My daughter is leveling that look that young kids give adults sometimes. Like when we pretend to understand their new lingo, but really we’re just embarrassing ourselves with already outdated slang that we're still, somehow, not cool enough to use.

“That’s not what I meant,” she says. “I meant what happened between you two? You said you were just friends in high school. But apparently not.”

No amount of experience can prepare for talking to a ten-year-old, and I live with one. I was expecting Lizzie to be more childish about this, but she’s somehow filling the role of my overly mature friend, hinting at the fact that I ended up sleeping with a guy that was supposed to be no more than a friend.

Needless to say, I slide into this U-turn in the conversation with all the precision of a garbage truck.

“It’s complicated.”

“Mom,” Lizzie says in a preadolescent voice that begs to be seen on a level playing field. “I know about sex and hormones and all that.”

“I’m not saying you don’t,” I say. “And I’ve told you before that you can ask me anything about that stuff that you want, and I’ll always give you real answers. But this isn’t that. I honestly don’t know how to describe what happened between Cory and me.”

“You told me once that he was like a brother to you.” She wrinkles her nose and sticks out her tongue. “Isn’t it weird to do that with your brother?”

“Yes,” I interject quickly. “Definitely a yes on that one. But he was a friend. A guy friend. And the night we, well,” I say, looking for the right words. “The night we made you—”

“Ew!”

“It was a hard night for me. You’ll see when you get older. Being a girl is tough. Not everyone’s going to love you.” Here I steal something Sarah said to me. “You can be the juiciest peach in the world, but there are still going to be people who hate peaches.”

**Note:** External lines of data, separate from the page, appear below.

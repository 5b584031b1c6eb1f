//! Change detection against the prior run's digest index.

use crate::index::DigestIndex;

#[derive(Clone, Copy, Debug, PartialEq, Eq)]
pub enum ChangeKind {
    /// Present in the prior index under the same path, same digest.
    Unchanged,
    /// Present in the prior index under the same path, different digest.
    Changed,
    /// Absent from the prior index.
    New,
}

/// Classifies a freshly-computed `(path, hex)` pair against an optional
/// prior run's index. With no prior index every file is `New` — this is
/// the full-backup case.
pub struct ChangeDetector<'a> {
    prior: Option<&'a DigestIndex>,
}

impl<'a> ChangeDetector<'a> {
    pub fn new(prior: Option<&'a DigestIndex>) -> Self {
        Self { prior }
    }

    pub fn classify(&self, path: &str, hex: &str) -> crate::error::Result<ChangeKind> {
        let Some(index) = self.prior else {
            return Ok(ChangeKind::New);
        };
        match index.lookup(path)? {
            None => Ok(ChangeKind::New),
            Some(prior_hex) if prior_hex == hex => Ok(ChangeKind::Unchanged),
            Some(_) => Ok(ChangeKind::Changed),
        }
    }
}

#[cfg(test)]
mod tests {
    use super::*;
    use crate::index;

    fn build_index(dir: &std::path::Path, entries: Vec<(&str, &str)>) -> DigestIndex {
        let path = dir.join("index");
        index::build(
            &path,
            entries
                .into_iter()
                .map(|(p, h)| (p.to_string(), h.to_string())),
            index::DEFAULT_MEMORY_BUDGET,
        )
        .unwrap();
        DigestIndex::open(&path).unwrap()
    }

    #[test]
    fn no_prior_index_means_everything_is_new() {
        let detector = ChangeDetector::new(None);
        assert_eq!(
            detector.classify("a.txt", "deadbeef").unwrap(),
            ChangeKind::New
        );
    }

    #[test]
    fn classifies_unchanged_changed_and_new() {
        let dir = tempfile::tempdir().unwrap();
        let idx = build_index(dir.path(), vec![("a.txt", "111"), ("b.txt", "222")]);
        let detector = ChangeDetector::new(Some(&idx));

        assert_eq!(detector.classify("a.txt", "111").unwrap(), ChangeKind::Unchanged);
        assert_eq!(detector.classify("b.txt", "999").unwrap(), ChangeKind::Changed);
        assert_eq!(detector.classify("c.txt", "333").unwrap(), ChangeKind::New);
    }
}
use std::path::PathBuf;

use clap::{Parser, Subcommand};

#[derive(Parser)]
#[command(author, version, about = "vaultar: incremental encrypted filesystem backups", long_about = None)]
pub struct Cli {
    #[command(subcommand)]
    pub command: Commands,

    /// Suppress per-file progress output.
    #[arg(short = 'q', long, global = true)]
    pub quiet: bool,
}

#[derive(Subcommand)]
pub enum Commands {
    /// Run a backup of the configured (or given) directories.
    Backup {
        /// Compression filter applied to the archive stream.
        #[arg(short = 'c', long, value_name = "none|gzip|bzip2|xz|lz4")]
        compressor: Option<String>,

        /// Per-file content digest algorithm.
        #[arg(short = 'C', long = "checksum", value_name = "md5|sha1|sha256|sha512")]
        checksum: Option<String>,

        /// Root directories to back up. May be repeated.
        #[arg(short = 'd', long = "directories", value_name = "path", num_args = 1..)]
        directories: Vec<PathBuf>,

        /// Symmetric cipher, e.g. aes-256-cbc. Omit for an unencrypted archive.
        #[arg(short = 'e', long = "encryption", value_name = "cipher-name")]
        encryption: Option<String>,

        /// Output directory for the finished archive.
        #[arg(short = 'o', long, value_name = "dir")]
        output: Option<PathBuf>,

        /// Password (discouraged; prefer the interactive prompt).
        #[arg(short = 'p', long)]
        password: Option<String>,

        /// Directories to exclude from the walk. May be repeated.
        #[arg(short = 'x', long = "exclude", value_name = "path", num_args = 1..)]
        exclude: Vec<PathBuf>,

        /// Show a byte-count progress bar while archiving.
        #[arg(short = 'v', long)]
        verbose: bool,
    },

    /// Restore an archive (optionally encrypted) to a destination directory.
    Restore {
        /// The archive to restore from.
        archive: PathBuf,

        /// Destination directory. Files restore to their recorded absolute
        /// paths under this root.
        #[arg(short = 'o', long)]
        output: PathBuf,

        /// Symmetric cipher the archive was encrypted with.
        #[arg(short = 'e', long = "encryption", value_name = "cipher-name")]
        encryption: Option<String>,

        /// Digest algorithm the archive was backed up with (must match the
        /// `-C` used for the original backup when the archive is encrypted).
        #[arg(short = 'C', long = "checksum", value_name = "md5|sha1|sha256|sha512")]
        checksum: Option<String>,

        /// Password (discouraged; prefer the interactive prompt).
        #[arg(short = 'p', long)]
        password: Option<String>,
    },

    /// Edit and persist the default run configuration ($HOME/.vaultar).
    Configure {
        #[arg(short = 'c', long, value_name = "none|gzip|bzip2|xz|lz4")]
        compressor: Option<String>,

        #[arg(short = 'C', long = "checksum", value_name = "md5|sha1|sha256|sha512")]
        checksum: Option<String>,

        #[arg(short = 'd', long = "directories", value_name = "path", num_args = 1..)]
        directories: Vec<PathBuf>,

        #[arg(short = 'e', long = "encryption", value_name = "cipher-name")]
        encryption: Option<String>,

        #[arg(short = 'o', long, value_name = "dir")]
        output: Option<PathBuf>,

        #[arg(short = 'x', long = "exclude", value_name = "path", num_args = 1..)]
        exclude: Vec<PathBuf>,

        /// Persist "show a byte-count progress bar" as the default.
        #[arg(short = 'v', long)]
        verbose: bool,
    },
}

She’s scrunching her nose up. “I do not need to hear my mom call her you-know-what a peach.”

Now it’s my turn to say, “Ew!” Then I hit her with a pillow, lightly, though, because she’s still a patient. “That’s not what I was saying. What I mean is that there are going to be moments when it seems the whole world rejects you. And Cory was there for me at one of those times. And well, things just sort of happened.”

I’m waiting for Lizzie’s next smart quip, but she’s biting her lips, looking too serious all of a sudden. Like I said, talking to a ten-year-old can be a rollercoaster of a ride.

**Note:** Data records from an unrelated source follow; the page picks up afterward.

//! Password hygiene primitives: CSPRNG-backed randomness, buffer
//! scrubbing, and reference-counted core-dump suppression while key
//! material is live.

use std::sync::atomic::{AtomicU64, AtomicUsize, Ordering};

use rand::rngs::OsRng;
use rand::RngCore;
use zeroize::Zeroizing;

use crate::error::{Result, VaultarError};

/// CSPRNG chain: `OsRng` first, `/dev/urandom` on failure, then a hard
/// error — this crate never falls back to a non-cryptographic generator
/// for key or salt material.
pub fn random_bytes(len: usize) -> Result<Vec<u8>> {
    let mut buf = vec![0u8; len];
    if OsRng.try_fill_bytes(&mut buf).is_ok() {
        return Ok(buf);
    }
    #[cfg(unix)]
    {
        use std::io::Read;
        if let Ok(mut f) = std::fs::File::open("/dev/urandom") {
            if f.read_exact(&mut buf).is_ok() {
                return Ok(buf);
            }
        }
    }
    Err(VaultarError::Crypto(
        "CSPRNG exhausted: OsRng and /dev/urandom both failed".into(),
    ))
}

/// A process-local, non-cryptographic counter used only to pick the
/// randomized tail length in [`scrub_randomized_length`] — a
/// length-obfuscation detail, not security-sensitive material, so a fast
/// xorshift-style counter is preferable to spending a CSPRNG call on it.
static TAIL_COUNTER: AtomicU64 = AtomicU64::new(0x9e3779b97f4a7c15);

fn pseudo_random_small(modulus: usize) -> usize {
    let mut x = TAIL_COUNTER.load(Ordering::Relaxed);
    x ^= x << 13;
    x ^= x >> 7;
    x ^= x << 17;
    TAIL_COUNTER.store(x, Ordering::Relaxed);
    (x as usize) % modulus.max(1)
}

/// Overwrites `password` with CSPRNG bytes over a length equal to
/// `strlen(pw) + 5 + rand() % 11` — the randomized
/// tail prevents a memory-residue observer from recovering the original
/// password's exact length.
pub fn scrub_randomized_length(password: &mut Zeroizing<Vec<u8>>) {
    let extra = 5 + pseudo_random_small(11);
    let new_len = password.len() + extra;
    let noise = random_bytes(new_len).unwrap_or_else(|_| vec![0u8; new_len]);
    password.resize(new_len, 0);
    password.copy_from_slice(&noise);
}

/// Overwrites a zeroizable buffer with CSPRNG bytes before its `Zeroizing`
/// wrapper drops it (belt-and-suspenders alongside the wrapper's own
/// zero-on-drop.
pub fn scrub_in_place(buf: &mut Zeroizing<Vec<u8>>) {
    if let Ok(noise) = random_bytes(buf.len()) {
        buf.copy_from_slice(&noise);
    }
}

static CORE_DUMP_GUARD_DEPTH: AtomicUsize = AtomicUsize::new(0);

/// Disables core dumps for the lifetime of the guard, reference-counted so
/// nested guards don't stomp on each other. The first guard to enter saves
/// the prior `RLIMIT_CORE` and zeroes it; the last guard to drop restores
/// it. Nested guards only bump/decrement the depth counter.
pub struct CoreDumpGuard {
    prior: Option<(u64, u64)>,
}

impl CoreDumpGuard {
    pub fn enter() -> Self {
        let depth = CORE_DUMP_GUARD_DEPTH.fetch_add(1, Ordering::SeqCst);
        if depth != 0 {
            return Self { prior: None };
        }
        #[cfg(unix)]
        {
            match rlimit::Resource::CORE.get() {
                Ok((soft, hard)) => {
                    if rlimit::Resource::CORE.set(0, hard).is_ok() {
                        return Self {
                            prior: Some((soft, hard)),
                        };
                    }
                    tracing::warn!("failed to set RLIMIT_CORE to 0; core dumps remain enabled");
                }
                Err(err) => {
                    tracing::warn!(%err, "failed to read RLIMIT_CORE; core dumps remain enabled");
                }
            }
        }
        Self { prior: None }
    }
}

impl Drop for CoreDumpGuard {
    fn drop(&mut self) {
        let depth = CORE_DUMP_GUARD_DEPTH.fetch_sub(1, Ordering::SeqCst);
        if depth != 1 {
            return;
        }
        #[cfg(unix)]
        {
            if let Some((soft, hard)) = self.prior {
                if let Err(err) = rlimit::Resource::CORE.set(soft, hard) {
                    tracing::warn!(%err, "failed to restore RLIMIT_CORE");
                }
            }
        }
    }
}

#[cfg(test)]
mod tests {
    use super::*;

    #[test]
    fn random_bytes_are_not_all_zero_and_have_requested_length() {
        let buf = random_bytes(32).unwrap();
        assert_eq!(buf.len(), 32);
        assert!(buf.iter().any(|&b| b != 0));
    }

    #[test]
    fn scrub_randomized_length_changes_the_buffer_and_its_length() {
        let mut pw = Zeroizing::new(b"hunter2".to_vec());
        let original = pw.clone();
        let original_len = pw.len();
        scrub_randomized_length(&mut pw);
        assert_ne!(*pw, *original);
        assert!(pw.len() >= original_len + 5);
        assert!(pw.len() <= original_len + 15);
    }

    #[test]
    fn core_dump_guard_nests_without_restoring_early() {
        let outer = CoreDumpGuard::enter();
        {
            let _inner = CoreDumpGuard::enter();
        }
        drop(outer);
    }
}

“Is my dad one of those people?”

“One of what people?”

“One of those people that don’t like me? Does he not like peaches?”

When Lizzie was a little younger, she used to have this animated movie, Wreck-It Ralph, on repeat on out TV. It’s actually not a bad movie to watch a thousand times, but there’s always this one scene that absolutely kills me. The main character basically loses all her hope, and the way the voice actor cries always made me choke up far more than I should have over a kids movie.